> [Work order]
Exactly the lines below from the one with "recognition WebSocket client." up to and including the one with "use std::sync::Arc;" make up the answer, with nothing else added.

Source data

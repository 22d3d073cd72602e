//! Streaming recognition WebSocket client.
//!
//! Implements [`SpeechEngine`] over a WebSocket that accepts raw binary PCM
//! frames and emits JSON lifecycle/transcript messages (see
//! [`super::messages`]).
//!
//! # Architecture
//!
//! ```text
//! ┌──────────────┐    ┌───────────────────┐    ┌──────────────────┐
//! │ ChannelSink  │───▶│ audio_rx (mpsc 32)│───▶│  WebSocket task  │
//! └──────────────┘    └───────────────────┘    └────────┬─────────┘
//!                                                       │
//!                     ┌───────────────────┐             │
//!                     │  event_tx (mpsc)  │◀────────────┘
//!                     └───────────────────┘
//! ```
//!
//! The bounded audio channel is the saturation point the buffer's sink
//! adapter reacts to; the connection task applies WebSocket backpressure by
//! awaiting each send.

use std::sync::Arc;
use std::sync::atomic::{AtomicBool, Ordering};
use std::time::Duration;

use bytes::Bytes;
use futures_util::{SinkExt, StreamExt};
use tokio::sync::{mpsc, oneshot};
use tokio::time::timeout;
use tokio_tungstenite::tungstenite::handshake::client::generate_key;
use tokio_tungstenite::{connect_async, tungstenite::protocol::Message};
use tracing::{debug, error, info, warn};
use url::Url;

use super::messages::{ServerMessage, StopRecognitionMessage};
use super::{EngineError, EngineEvent, EngineFactory, SpeechEngine, Transcript};
use crate::core::sink::{AudioSink, ChannelSink};

/// Audio channel depth. 32 chunks of 100ms audio gives the connection task
/// over three seconds of slack before the buffer sees saturation.
const AUDIO_CHANNEL_CAPACITY: usize = 32;

/// Event channel depth; transcripts are small and consumed promptly.
const EVENT_CHANNEL_CAPACITY: usize = 256;

/// Handshake deadline: connect plus the server's session confirmation.
const CONNECT_TIMEOUT: Duration = Duration::from_secs(10);

/// Per-message idle timeout. Catches stuck connections that never close.
const WS_MESSAGE_TIMEOUT: Duration = Duration::from_secs(60);

/// Connection parameters for [`WsEngine`].
#[derive(Debug, Clone)]
pub struct WsEngineConfig {
    /// Base WebSocket endpoint, e.g. `wss://host/speech/recognition`.
    pub endpoint: String,
    pub subscription_key: String,
    pub region: String,
    /// Candidate languages for server-side language identification.
    pub languages: Vec<String>,
    pub sample_rate: u32,
    pub channels: u16,
}

impl WsEngineConfig {
    /// Build the connection URL with recognition parameters as query items.
    pub fn build_websocket_url(&self) -> Result<Url, EngineError> {
        let mut url = Url::parse(&self.endpoint)
            .map_err(|e| EngineError::ProtocolError(format!("invalid endpoint: {e}")))?;

        url.query_pairs_mut()
            .append_pair("region", &self.region)
            .append_pair("languages", &self.languages.join(","))
            .append_pair("sample_rate", &self.sample_rate.to_string())
            .append_pair("channels", &self.channels.to_string())
            .append_pair("format", "pcm_s16le");

        Ok(url)
    }
}

/// WebSocket-backed recognition engine. One connection per instance.
pub struct WsEngine {
    config: WsEngineConfig,
    sink: Arc<ChannelSink>,
    audio_rx: Option<mpsc::Receiver<Bytes>>,
    event_tx: mpsc::Sender<EngineEvent>,
    event_rx: Option<mpsc::Receiver<EngineEvent>>,
    shutdown_tx: Option<oneshot::Sender<()>>,
    connection_handle: Option<tokio::task::JoinHandle<()>>,
    is_connected: Arc<AtomicBool>,
}

impl WsEngine {
    pub fn new(config: WsEngineConfig) -> Self {
        let (audio_tx, audio_rx) = mpsc::channel::<Bytes>(AUDIO_CHANNEL_CAPACITY);
        let (event_tx, event_rx) = mpsc::channel::<EngineEvent>(EVENT_CHANNEL_CAPACITY);

        Self {
            config,
            sink: ChannelSink::new(audio_tx),
            audio_rx: Some(audio_rx),
            event_tx,
            event_rx: Some(event_rx),
            shutdown_tx: None,
            connection_handle: None,
            is_connected: Arc::new(AtomicBool::new(false)),
        }
    }

    /// Handle one incoming WebSocket message.
    ///
    /// Returns `Ok(true)` to keep the connection, `Ok(false)` once a terminal
    /// message or close frame arrives.
    async fn handle_websocket_message(
        message: Message,
        event_tx: &mpsc::Sender<EngineEvent>,
        connected_tx: &mut Option<oneshot::Sender<()>>,
    ) -> Result<bool, EngineError> {
        match message {
            Message::Text(text) => match ServerMessage::parse(&text) {
                Ok(ServerMessage::SessionStarted(m)) => {
                    info!(session_id = %m.session_id, "recognition session started");
                    if let Some(tx) = connected_tx.take() {
                        let _ = tx.send(());
                    }
                    let _ = event_tx.send(EngineEvent::SessionStarted).await;
                }
                Ok(ServerMessage::Hypothesis(m)) => {
                    let _ = event_tx
                        .send(EngineEvent::Partial(Transcript {
                            text: m.text,
                            language: m.language,
                        }))
                        .await;
                }
                Ok(ServerMessage::Recognized(m)) => {
                    let _ = event_tx
                        .send(EngineEvent::Final(Transcript {
                            text: m.text,
                            language: m.language,
                        }))
                        .await;
                }
                Ok(ServerMessage::Canceled(m)) => {
                    warn!(
                        error_code = m.error_code.as_deref().unwrap_or("none"),
                        reason = %m.reason,
                        "recognition session canceled by server"
                    );
                    let _ = event_tx
                        .send(EngineEvent::Canceled { reason: m.reason })
                        .await;
                    return Ok(false);
                }
                Ok(ServerMessage::SessionStopped(m)) => {
                    info!(session_id = %m.session_id, "recognition session stopped");
                    let _ = event_tx.send(EngineEvent::Stopped).await;
                    return Ok(false);
                }
                Ok(ServerMessage::Unknown(raw)) => {
                    debug!("unknown server message type: {raw}");
                }
                Err(e) => {
                    warn!("failed to parse server message: {e}");
                }
            },

            Message::Close(frame) => {
                info!("websocket closed by server: {frame:?}");
                return Ok(false);
            }

            Message::Ping(_) | Message::Pong(_) => {}

            Message::Binary(_) => {
                debug!("unexpected binary message from server");
            }

            _ => {
                debug!("unexpected message type");
            }
        }

        Ok(true)
    }
}

#[async_trait::async_trait]
impl SpeechEngine for WsEngine {
    fn audio_sink(&self) -> Arc<dyn AudioSink> {
        self.sink.clone()
    }

    fn take_events(&mut self) -> Option<mpsc::Receiver<EngineEvent>> {
        self.event_rx.take()
    }

    async fn connect(&mut self) -> Result<(), EngineError> {
        if self.config.subscription_key.is_empty() {
            return Err(EngineError::AuthenticationFailed(
                "subscription key is required".to_string(),
            ));
        }
        let Some(mut audio_rx) = self.audio_rx.take() else {
            return Err(EngineError::ConnectionFailed(
                "engine already connected once".to_string(),
            ));
        };

        let ws_url = self.config.build_websocket_url()?;
        let host = ws_url
            .host_str()
            .ok_or_else(|| EngineError::ProtocolError("endpoint has no host".to_string()))?
            .to_string();

        let (shutdown_tx, mut shutdown_rx) = oneshot::channel::<()>();
        let (connected_tx, connected_rx) = oneshot::channel::<()>();
        self.shutdown_tx = Some(shutdown_tx);

        let subscription_key = self.config.subscription_key.clone();
        let event_tx = self.event_tx.clone();
        let is_connected = self.is_connected.clone();

        let connection_handle = tokio::spawn(async move {
            let request = match tokio_tungstenite::tungstenite::http::Request::builder()
                .method("GET")
                .uri(ws_url.as_str())
                .header("Host", &host)
                .header("Upgrade", "websocket")
                .header("Connection", "upgrade")
                .header("Sec-WebSocket-Key", generate_key())
                .header("Sec-WebSocket-Version", "13")
                .header("Ocp-Apim-Subscription-Key", &subscription_key)
                .body(())
            {
                Ok(request) => request,
                Err(e) => {
                    error!("failed to build websocket request: {e}");
                    return;
                }
            };

            let (ws_stream, _response) = match connect_async(request).await {
                Ok(result) => result,
                Err(e) => {
                    error!("failed to connect to recognition endpoint: {e}");
                    return;
                }
            };

            info!("connected to recognition websocket");
            let (mut ws_sink, mut ws_stream) = ws_stream.split();
            let mut connected_tx = Some(connected_tx);

            loop {
                tokio::select! {
                    Some(audio_data) = audio_rx.recv() => {
                        // Zero-copy: Bytes goes straight into the frame.
                        if let Err(e) = ws_sink.send(Message::Binary(audio_data)).await {
                            error!("failed to send audio frame: {e}");
                            is_connected.store(false, Ordering::Release);
                            break;
                        }
                    }

                    message = timeout(WS_MESSAGE_TIMEOUT, ws_stream.next()) => {
                        match message {
                            Ok(Some(Ok(msg))) => {
                                match Self::handle_websocket_message(
                                    msg,
                                    &event_tx,
                                    &mut connected_tx,
                                ).await {
                                    Ok(true) => {
                                        if connected_tx.is_none() {
                                            is_connected.store(true, Ordering::Release);
                                        }
                                    }
                                    Ok(false) => {
                                        is_connected.store(false, Ordering::Release);
                                        break;
                                    }
                                    Err(e) => {
                                        error!("recognition stream error: {e}");
                                        let _ = event_tx.send(EngineEvent::Canceled {
                                            reason: e.to_string(),
                                        }).await;
                                        is_connected.store(false, Ordering::Release);
                                        break;
                                    }
                                }
                            }
                            Ok(Some(Err(e))) => {
                                error!("websocket error: {e}");
                                let _ = event_tx.send(EngineEvent::Canceled {
                                    reason: format!("websocket error: {e}"),
                                }).await;
                                is_connected.store(false, Ordering::Release);
                                break;
                            }
                            Ok(None) => {
                                info!("websocket stream ended");
                                let _ = event_tx.send(EngineEvent::Canceled {
                                    reason: "connection closed unexpectedly".to_string(),
                                }).await;
                                is_connected.store(false, Ordering::Release);
                                break;
                            }
                            Err(_elapsed) => {
                                error!("websocket idle timeout, no message for 60 seconds");
                                let _ = event_tx.send(EngineEvent::Canceled {
                                    reason: "idle timeout".to_string(),
                                }).await;
                                is_connected.store(false, Ordering::Release);
                                break;
                            }
                        }
                    }

                    _ = &mut shutdown_rx => {
                        info!("shutting down recognition websocket");
                        if let Ok(json) = serde_json::to_string(&StopRecognitionMessage::default()) {
                            let _ = ws_sink.send(Message::Text(json.into())).await;
                        }
                        let _ = ws_sink.send(Message::Close(None)).await;
                        is_connected.store(false, Ordering::Release);
                        break;
                    }
                }
            }

            info!("recognition websocket connection closed");
        });

        self.connection_handle = Some(connection_handle);

        // Connected means the server confirmed the session, not just the
        // TCP/TLS handshake.
        match timeout(CONNECT_TIMEOUT, connected_rx).await {
            Ok(Ok(())) => Ok(()),
            Ok(Err(_)) => Err(EngineError::ConnectionFailed(
                "connection task exited before session started".to_string(),
            )),
            Err(_) => Err(EngineError::ConnectionFailed(
                "timeout waiting for session confirmation".to_string(),
            )),
        }
    }

    async fn shutdown(&mut self) {
        self.sink.close();
        if let Some(shutdown_tx) = self.shutdown_tx.take() {
            let _ = shutdown_tx.send(());
        }
        if let Some(handle) = self.connection_handle.take() {
            // The task honors the shutdown signal promptly; don't let a
            // wedged socket stall the whole teardown.
            if timeout(Duration::from_secs(5), handle).await.is_err() {
                warn!("websocket task did not exit in time");
            }
        }
        self.is_connected.store(false, Ordering::Release);
    }
}

impl Drop for WsEngine {
    fn drop(&mut self) {
        if let Some(shutdown_tx) = self.shutdown_tx.take() {
            let _ = shutdown_tx.send(());
        }
    }
}

/// Builds a [`WsEngine`] per connection attempt from shared parameters.
pub struct WsEngineFactory {
    config: WsEngineConfig,
}

impl WsEngineFactory {
    pub fn new(config: WsEngineConfig) -> Self {
        Self { config }
    }
}

#[async_trait::async_trait]
impl EngineFactory for WsEngineFactory {
    async fn create(&self) -> Result<Box<dyn SpeechEngine>, EngineError> {
        Ok(Box::new(WsEngine::new(self.config.clone())))
    }
}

> [Output for this task]
//! Streaming recognition WebSocket client.
//!
//! Implements [`SpeechEngine`] over a WebSocket that accepts raw binary PCM
//! frames and emits JSON lifecycle/transcript messages (see
//! [`super::messages`]).
//!
//! # Architecture
//!
//! ```text
//! ┌──────────────┐    ┌───────────────────┐    ┌──────────────────┐
//! │ ChannelSink  │───▶│ audio_rx (mpsc 32)│───▶│  WebSocket task  │
//! └──────────────┘    └───────────────────┘    └────────┬─────────┘
//!                                                       │
//!                     ┌───────────────────┐             │
//!                     │  event_tx (mpsc)  │◀────────────┘
//!                     └───────────────────┘
//! ```
//!
//! The bounded audio channel is the saturation point the buffer's sink
//! adapter reacts to; the connection task applies WebSocket backpressure by
//! awaiting each send.

use std::sync::Arc;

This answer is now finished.